What is needed:
When a line in the entries contains the word "shared", copy that line in full.

Provided records:
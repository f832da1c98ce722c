//! # tabula-common
//!
//! Common types, errors, and configuration for tabula.
//!
//! This crate provides the foundational types shared by the schema binder
//! and the row resolver. It includes:
//!
//! - **Types**: Identifier newtypes (`LogicalTableId`, `PhysicalId`, `RowId`)
//!   and the request-scoped `RequestContext`
//! - **Errors**: Unified error handling with `TabulaError`, plus the errors
//!   reported by the catalog and persistence-engine collaborators
//! - **Config**: Binder configuration loaded from TOML
//! - **Constants**: Identifier limits and defaults
//!
//! ## Example
//!
//! ```rust
//! use tabula_common::types::{LogicalTableId, RequestContext, RowId};
//! use tabula_common::error::TabulaResult;
//!
//! fn example() -> TabulaResult<()> {
//!     let table = LogicalTableId::new("household_survey");
//!     let row = RowId::new("uuid:5d1c1a0e");
//!     let ctx = RequestContext::new().with_identity("mailto:admin@example.org");
//!     assert_eq!(table.as_str(), "household_survey");
//!     assert_eq!(row.as_str(), "uuid:5d1c1a0e");
//!     assert!(!ctx.is_cancelled());
//!     Ok(())
//! }
//! ```

#![warn(missing_docs)]
#![warn(clippy::all)]
#![warn(clippy::pedantic)]
#![allow(clippy::module_name_repetitions)]

pub mod config;
pub mod constants;
pub mod error;
pub mod types;

// Re-export commonly used items at the crate root
pub use config::BinderConfig;
pub use constants::*;
pub use error::{CatalogError, EngineError, ErrorCode, TabulaError, TabulaResult};
pub use types::{CancellationFlag, LogicalTableId, PhysicalId, RequestContext, RowId};
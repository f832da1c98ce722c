//! Schema binding.
//!
//! The binder turns a logical table id into a bound [`PhysicalSchema`]:
//!
//! ```text
//!  LogicalTableId
//!       │ normalize
//!       ▼
//!  PhysicalId ──► read catalog columns ──► append fixed columns
//!                                                │ check collisions
//!                                                ▼
//!                       ┌──── schema lock (per physical id) ────┐
//!                       │   engine.create_or_open_relation()    │
//!                       └───────────────────────────────────────┘
//!                                                │
//!                                                ▼
//!                                         PhysicalSchema
//! ```
//!
//! Nothing is cached: every call re-reads the catalog, so a bound schema
//! always reflects the catalog as of that call. Concurrent binders of one
//! table take turns at the engine; since the engine only ever adds columns,
//! the relation ends up with the union of what every binder saw.

use std::collections::HashSet;
use std::sync::Arc;
use std::time::Duration;

use tabula_common::{
    BinderConfig, LogicalTableId, PhysicalId, RequestContext, TabulaError, TabulaResult,
    ROW_ID_COLUMN,
};
use tracing::{debug, warn};

use crate::catalog::{ColumnCatalog, ColumnMetadataReader};
use crate::engine::PersistenceEngine;
use crate::identifier::IdentifierNormalizer;
use crate::lock::SchemaLockTable;
use crate::schema::{ColumnDescriptor, FixedSchemaSet, PhysicalSchema};

/// Binds logical tables to physical relations.
pub struct SchemaBinder {
    normalizer: IdentifierNormalizer,
    reader: ColumnMetadataReader,
    engine: Arc<dyn PersistenceEngine>,
    fixed: Arc<FixedSchemaSet>,
    locks: Arc<SchemaLockTable>,
    lock_timeout: Duration,
}

impl SchemaBinder {
    /// Creates a binder with its own lock table.
    ///
    /// The lock table only excludes binders holding the same `Arc`. When more
    /// than one binder talks to `engine`, build one [`SchemaLockTable`] and
    /// hand it to each through [`with_lock_table`](Self::with_lock_table).
    pub fn new(
        catalog: Arc<dyn ColumnCatalog>,
        engine: Arc<dyn PersistenceEngine>,
        fixed: Arc<FixedSchemaSet>,
        config: &BinderConfig,
    ) -> Self {
        Self {
            normalizer: IdentifierNormalizer::new(config),
            reader: ColumnMetadataReader::new(catalog, config.max_identifier_length),
            engine,
            fixed,
            locks: Arc::new(SchemaLockTable::new()),
            lock_timeout: config.schema_lock_timeout(),
        }
    }

    /// Shares `locks` with other binders of the same engine.
    ///
    /// Binders that talk to one engine must share one lock table, otherwise
    /// they do not exclude each other.
    #[must_use]
    pub fn with_lock_table(mut self, locks: Arc<SchemaLockTable>) -> Self {
        self.locks = locks;
        self
    }

    /// Returns the lock table.
    pub fn lock_table(&self) -> &Arc<SchemaLockTable> {
        &self.locks
    }

    /// Returns the identifier normalizer.
    pub fn normalizer(&self) -> &IdentifierNormalizer {
        &self.normalizer
    }

    /// Binds `logical_id` to its physical relation.
    ///
    /// Creates the relation on first use and extends it when the catalog has
    /// gained columns since the last bind. Collisions are reported before
    /// the engine is contacted.
    pub fn bind_schema(
        &self,
        logical_id: &LogicalTableId,
        ctx: &RequestContext,
    ) -> TabulaResult<PhysicalSchema> {
        let physical_id = self.normalizer.normalize(logical_id)?;
        let dynamic = self.reader.read_columns(logical_id, ctx)?;
        let dynamic_len = dynamic.len();
        let columns = self.compose(logical_id, dynamic)?;

        let relation = {
            let _guard = self.locks.acquire(&physical_id, self.lock_timeout)?;
            self.engine
                .create_or_open_relation(&physical_id, &columns, ctx)
                .map_err(|source| {
                    warn!(
                        table_id = %logical_id,
                        physical_id = %physical_id,
                        error = %source,
                        "engine rejected relation definition"
                    );
                    TabulaError::SchemaBind {
                        table_id: logical_id.to_string(),
                        physical_id: physical_id.to_string(),
                        source,
                    }
                })?
        };

        debug!(
            table_id = %logical_id,
            physical_id = %physical_id,
            columns = columns.len(),
            schema_version = relation.schema_version(),
            trace_id = ctx.trace_id(),
            "bound schema"
        );

        Ok(PhysicalSchema::new(
            logical_id.clone(),
            physical_id,
            columns,
            dynamic_len,
            relation,
        ))
    }

    /// Appends the fixed columns and rejects duplicate names.
    fn compose(
        &self,
        logical_id: &LogicalTableId,
        dynamic: Vec<ColumnDescriptor>,
    ) -> TabulaResult<Vec<ColumnDescriptor>> {
        let mut seen = HashSet::with_capacity(dynamic.len());
        for column in &dynamic {
            let reason = if column.name == ROW_ID_COLUMN {
                Some("reserved for the row identity")
            } else if self.fixed.contains(&column.name) {
                Some("collides with a fixed column")
            } else if !seen.insert(column.name.as_str()) {
                Some("declared more than once")
            } else {
                None
            };

            if let Some(reason) = reason {
                warn!(table_id = %logical_id, column = %column.name, reason, "schema conflict");
                return Err(TabulaError::SchemaConflict {
                    table_id: logical_id.to_string(),
                    column: column.name.clone(),
                    reason: reason.to_string(),
                });
            }
        }

        let mut columns = dynamic;
        columns.extend(self.fixed.columns().iter().cloned());
        Ok(columns)
    }

    /// Returns the physical id a logical id binds to, without binding.
    pub fn physical_id(&self, logical_id: &LogicalTableId) -> TabulaResult<PhysicalId> {
        self.normalizer.normalize(logical_id)
    }
}

impl std::fmt::Debug for SchemaBinder {
    fn fmt(&self, f: &mut std::fmt::Formatter<'_>) -> std::fmt::Result {
        f.debug_struct("SchemaBinder")
            .field("normalizer", &self.normalizer)
            .field("lock_timeout", &self.lock_timeout)
            .finish_non_exhaustive()
    }
}
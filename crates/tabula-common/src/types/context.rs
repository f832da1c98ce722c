//! Request-scoped context.
//!
//! A `RequestContext` carries the caller's identity, deadline, cancellation
//! flag and trace id. The binder and resolver forward it by reference to the
//! catalog and the persistence engine without inspecting it; collaborators
//! decide what to do with a deadline or a cancelled request.

use std::sync::atomic::{AtomicBool, AtomicU64, Ordering};
use std::sync::Arc;
use std::time::{Duration, Instant};

/// Process-wide counter used to derive trace ids when the caller supplies none.
static NEXT_TRACE: AtomicU64 = AtomicU64::new(1);

/// A shared cancellation flag.
///
/// Clones observe the same flag, so a caller can keep one clone and cancel
/// a request that is running on another thread.
#[derive(Debug, Clone, Default)]
pub struct CancellationFlag(Arc<AtomicBool>);

impl CancellationFlag {
    /// Creates a new, uncancelled flag.
    #[must_use]
    pub fn new() -> Self {
        Self::default()
    }

    /// Marks the flag as cancelled.
    pub fn cancel(&self) {
        self.0.store(true, Ordering::Release);
    }

    /// Returns true once `cancel` has been called on any clone.
    #[must_use]
    pub fn is_cancelled(&self) -> bool {
        self.0.load(Ordering::Acquire)
    }
}

/// Opaque request-scoped carrier.
#[derive(Debug, Clone)]
pub struct RequestContext {
    identity: Option<String>,
    trace_id: String,
    deadline: Option<Instant>,
    cancellation: CancellationFlag,
}

impl RequestContext {
    /// Creates a context with no identity, no deadline and a generated trace id.
    #[must_use]
    pub fn new() -> Self {
        let seq = NEXT_TRACE.fetch_add(1, Ordering::Relaxed);
        Self {
            identity: None,
            trace_id: format!("req-{seq:016x}"),
            deadline: None,
            cancellation: CancellationFlag::new(),
        }
    }

    /// Sets the authenticated identity of the caller.
    #[must_use]
    pub fn with_identity(mut self, identity: impl Into<String>) -> Self {
        self.identity = Some(identity.into());
        self
    }

    /// Sets the trace id.
    #[must_use]
    pub fn with_trace_id(mut self, trace_id: impl Into<String>) -> Self {
        self.trace_id = trace_id.into();
        self
    }

    /// Sets an absolute deadline.
    #[must_use]
    pub fn with_deadline(mut self, deadline: Instant) -> Self {
        self.deadline = Some(deadline);
        self
    }

    /// Sets a deadline relative to now.
    #[must_use]
    pub fn with_timeout(self, timeout: Duration) -> Self {
        self.with_deadline(Instant::now() + timeout)
    }

    /// Uses an existing cancellation flag.
    #[must_use]
    pub fn with_cancellation(mut self, flag: CancellationFlag) -> Self {
        self.cancellation = flag;
        self
    }

    /// Returns the caller identity, if any.
    #[must_use]
    pub fn identity(&self) -> Option<&str> {
        self.identity.as_deref()
    }

    /// Returns the trace id.
    #[must_use]
    pub fn trace_id(&self) -> &str {
        &self.trace_id
    }

    /// Returns the deadline, if any.
    #[must_use]
    pub fn deadline(&self) -> Option<Instant> {
        self.deadline
    }

    /// Returns the cancellation flag.
    #[must_use]
    pub fn cancellation(&self) -> &CancellationFlag {
        &self.cancellation
    }

    /// Cancels the request.
    pub fn cancel(&self) {
        self.cancellation.cancel();
    }

    /// Returns true if the request has been cancelled.
    #[must_use]
    pub fn is_cancelled(&self) -> bool {
        self.cancellation.is_cancelled()
    }

    /// Returns true if the deadline has passed.
    #[must_use]
    pub fn deadline_exceeded(&self) -> bool {
        self.deadline.is_some_and(|d| Instant::now() >= d)
    }
}

impl Default for RequestContext {
    fn default() -> Self {
        Self::new()
    }
}
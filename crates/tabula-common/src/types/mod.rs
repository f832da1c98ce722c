//! Type definitions for tabula.
//!
//! This module contains the identifier types and the request context that
//! are threaded through every binder and resolver call.

mod context;
mod ids;

pub use context::{CancellationFlag, RequestContext};
pub use ids::{LogicalTableId, PhysicalId, RowId};
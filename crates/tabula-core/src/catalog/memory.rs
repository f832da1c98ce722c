//! In-memory column catalog.
//!
//! Holds column definitions per logical table. Used for tests and for
//! embedding the binder without an external catalog service.

use std::collections::HashMap;
use std::sync::atomic::{AtomicBool, AtomicU64, Ordering};

use parking_lot::RwLock;
use tabula_common::{CatalogError, LogicalTableId, RequestContext};

use super::{ColumnCatalog, ColumnDefinition};

/// Column catalog backed by a map.
#[derive(Debug)]
pub struct InMemoryCatalog {
    /// Definitions by table, in declared order.
    tables: RwLock<HashMap<LogicalTableId, Vec<ColumnDefinition>>>,
    /// Cleared to simulate an unreachable catalog.
    available: AtomicBool,
    /// Number of `list_columns` calls served.
    reads: AtomicU64,
}

impl InMemoryCatalog {
    /// Creates a new empty catalog.
    pub fn new() -> Self {
        Self {
            tables: RwLock::new(HashMap::new()),
            available: AtomicBool::new(true),
            reads: AtomicU64::new(0),
        }
    }

    /// Registers a table with its column definitions.
    pub fn define_table(
        &self,
        table: &LogicalTableId,
        columns: Vec<ColumnDefinition>,
    ) -> Result<(), CatalogError> {
        let mut tables = self.tables.write();

        if tables.contains_key(table) {
            return Err(CatalogError::AlreadyDefined {
                table: table.to_string(),
            });
        }

        tables.insert(table.clone(), columns);
        Ok(())
    }

    /// Appends a column definition to a registered table.
    ///
    /// The catalog does not check for duplicate keys; the binder does.
    pub fn add_column(
        &self,
        table: &LogicalTableId,
        column: ColumnDefinition,
    ) -> Result<(), CatalogError> {
        let mut tables = self.tables.write();

        if let Some(columns) = tables.get_mut(table) {
            columns.push(column);
            Ok(())
        } else {
            Err(CatalogError::NotFound {
                table: table.to_string(),
            })
        }
    }

    /// Removes a table and returns its definitions.
    pub fn drop_table(
        &self,
        table: &LogicalTableId,
    ) -> Result<Vec<ColumnDefinition>, CatalogError> {
        self.tables
            .write()
            .remove(table)
            .ok_or_else(|| CatalogError::NotFound {
                table: table.to_string(),
            })
    }

    /// Lists all registered tables.
    pub fn list_tables(&self) -> Vec<LogicalTableId> {
        self.tables.read().keys().cloned().collect()
    }

    /// Makes the catalog reachable or unreachable.
    pub fn set_available(&self, available: bool) {
        self.available.store(available, Ordering::SeqCst);
    }

    /// Returns how many column listings have been served.
    pub fn read_count(&self) -> u64 {
        self.reads.load(Ordering::Relaxed)
    }
}

impl Default for InMemoryCatalog {
    fn default() -> Self {
        Self::new()
    }
}

impl ColumnCatalog for InMemoryCatalog {
    fn list_columns(
        &self,
        table_id: &LogicalTableId,
        ctx: &RequestContext,
    ) -> Result<Vec<ColumnDefinition>, CatalogError> {
        if ctx.is_cancelled() || ctx.deadline_exceeded() {
            return Err(CatalogError::Cancelled);
        }
        if !self.available.load(Ordering::SeqCst) {
            return Err(CatalogError::Unavailable {
                reason: "catalog is offline".to_string(),
            });
        }

        self.reads.fetch_add(1, Ordering::Relaxed);
        self.tables
            .read()
            .get(table_id)
            .cloned()
            .ok_or_else(|| CatalogError::NotFound {
                table: table_id.to_string(),
            })
    }
}
//! Column metadata catalog.
//!
//! The catalog stores each user-defined table's column definitions in its
//! own native shape (element key + element type). The
//! [`ColumnMetadataReader`] turns those definitions into
//! [`ColumnDescriptor`]s in catalog-declared order.

mod memory;

pub use memory::InMemoryCatalog;

use std::sync::Arc;

use serde::{Deserialize, Serialize};
use tabula_common::{CatalogError, LogicalTableId, RequestContext, TabulaError, TabulaResult};
use tracing::debug;

use crate::identifier::normalize_column_name;
use crate::schema::{ColumnDescriptor, DataKind, IndexKind};

/// A column definition as the catalog stores it.
#[derive(Debug, Clone, PartialEq, Eq, Serialize, Deserialize)]
pub struct ColumnDefinition {
    /// Column key as chosen by the table's owner.
    pub element_key: String,
    /// Element type name, e.g. `"string"`, `"integer"`, `"dateTime"`.
    pub element_type: String,
    /// Whether the column accepts NULL.
    pub nullable: bool,
    /// Requested index.
    pub index: IndexKind,
}

impl ColumnDefinition {
    /// Creates a nullable, unindexed definition.
    pub fn new(element_key: impl Into<String>, element_type: impl Into<String>) -> Self {
        Self {
            element_key: element_key.into(),
            element_type: element_type.into(),
            nullable: true,
            index: IndexKind::None,
        }
    }

    /// Marks the column as NOT NULL.
    pub fn not_null(mut self) -> Self {
        self.nullable = false;
        self
    }

    /// Sets the requested index.
    pub fn with_index(mut self, index: IndexKind) -> Self {
        self.index = index;
        self
    }
}

/// Source of per-table column definitions.
pub trait ColumnCatalog: Send + Sync {
    /// Lists the column definitions currently registered for a table, in
    /// declared order.
    fn list_columns(
        &self,
        table_id: &LogicalTableId,
        ctx: &RequestContext,
    ) -> Result<Vec<ColumnDefinition>, CatalogError>;
}

/// Reads and converts a table's column definitions.
#[derive(Clone)]
pub struct ColumnMetadataReader {
    catalog: Arc<dyn ColumnCatalog>,
    max_name_len: usize,
}

impl ColumnMetadataReader {
    /// Creates a reader over `catalog`.
    pub fn new(catalog: Arc<dyn ColumnCatalog>, max_name_len: usize) -> Self {
        Self {
            catalog,
            max_name_len,
        }
    }

    /// Reads the table's columns in catalog order.
    ///
    /// Catalog failures are wrapped as `CatalogUnavailable` and never
    /// retried here. A stored key that is not a legal column name is a
    /// `SchemaConflict`.
    pub fn read_columns(
        &self,
        table_id: &LogicalTableId,
        ctx: &RequestContext,
    ) -> TabulaResult<Vec<ColumnDescriptor>> {
        let definitions = self
            .catalog
            .list_columns(table_id, ctx)
            .map_err(|source| TabulaError::CatalogUnavailable {
                table_id: table_id.to_string(),
                source,
            })?;

        definitions
            .iter()
            .map(|def| self.to_descriptor(table_id, def))
            .collect()
    }

    fn to_descriptor(
        &self,
        table_id: &LogicalTableId,
        def: &ColumnDefinition,
    ) -> TabulaResult<ColumnDescriptor> {
        // A bad key is the catalog's defect, not the caller's.
        let name = normalize_column_name(&def.element_key, self.max_name_len).map_err(|e| {
            let reason = match e {
                TabulaError::InvalidIdentifier { reason, .. } => reason,
                other => other.to_string(),
            };
            TabulaError::SchemaConflict {
                table_id: table_id.to_string(),
                column: def.element_key.clone(),
                reason,
            }
        })?;
        let kind = DataKind::from_element_type(&def.element_type).unwrap_or_else(|| {
            debug!(
                table_id = %table_id,
                column = %name,
                element_type = %def.element_type,
                "no dedicated kind for element type, storing as string"
            );
            DataKind::String
        });
        Ok(ColumnDescriptor::new(name, kind, def.nullable).with_index(def.index))
    }
}

impl std::fmt::Debug for ColumnMetadataReader {
    fn fmt(&self, f: &mut std::fmt::Formatter<'_>) -> std::fmt::Result {
        f.debug_struct("ColumnMetadataReader")
            .field("max_name_len", &self.max_name_len)
            .finish_non_exhaustive()
    }
}

#[cfg(test)]
mod tests {
    use super::*;

    fn reader(catalog: Arc<InMemoryCatalog>) -> ColumnMetadataReader {
        ColumnMetadataReader::new(catalog, 63)
    }

    #[test]
    fn test_preserves_catalog_order() {
        let catalog = Arc::new(InMemoryCatalog::new());
        let table = LogicalTableId::new("visits");
        catalog
            .define_table(
                &table,
                vec![
                    ColumnDefinition::new("zeta", "string"),
                    ColumnDefinition::new("alpha", "integer").not_null(),
                    ColumnDefinition::new("mid", "dateTime").with_index(IndexKind::Ordered),
                ],
            )
            .unwrap();

        let columns = reader(catalog)
            .read_columns(&table, &RequestContext::new())
            .unwrap();

        let names: Vec<_> = columns.iter().map(|c| c.name.as_str()).collect();
        assert_eq!(names, vec!["ZETA", "ALPHA", "MID"]);
        assert_eq!(columns[1].kind, DataKind::Integer);
        assert!(!columns[1].nullable);
        assert_eq!(columns[2].kind, DataKind::DateTime);
        assert_eq!(columns[2].index, IndexKind::Ordered);
    }

    #[test]
    fn test_unknown_element_type_is_string() {
        let catalog = Arc::new(InMemoryCatalog::new());
        let table = LogicalTableId::new("places");
        catalog
            .define_table(&table, vec![ColumnDefinition::new("loc", "geopoint")])
            .unwrap();

        let columns = reader(catalog)
            .read_columns(&table, &RequestContext::new())
            .unwrap();
        assert_eq!(columns[0].kind, DataKind::String);
    }

    #[test]
    fn test_catalog_failure_is_wrapped() {
        let catalog = Arc::new(InMemoryCatalog::new());
        let err = reader(catalog.clone())
            .read_columns(&LogicalTableId::new("missing"), &RequestContext::new())
            .unwrap_err();
        assert!(matches!(
            err,
            TabulaError::CatalogUnavailable {
                source: CatalogError::NotFound { .. },
                ..
            }
        ));

        let table = LogicalTableId::new("t");
        catalog.define_table(&table, Vec::new()).unwrap();
        catalog.set_available(false);
        let err = reader(catalog)
            .read_columns(&table, &RequestContext::new())
            .unwrap_err();
        assert!(err.is_retryable());
    }

    #[test]
    fn test_invalid_column_name() {
        let catalog = Arc::new(InMemoryCatalog::new());
        let table = LogicalTableId::new("t");
        catalog
            .define_table(&table, vec![ColumnDefinition::new("first name", "string")])
            .unwrap();

        let err = reader(catalog)
            .read_columns(&table, &RequestContext::new())
            .unwrap_err();
        match &err {
            TabulaError::SchemaConflict { table_id, column, .. } => {
                assert_eq!(table_id, "t");
                assert_eq!(column, "first name");
            }
            other => panic!("expected SchemaConflict, got {other:?}"),
        }
        assert!(err.is_permanent());
        assert!(!err.is_caller_error());
        assert!(!err.is_retryable());
    }
}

Answer space:
//! This crate provides the foundational types shared by the schema binder
/// A shared cancellation flag.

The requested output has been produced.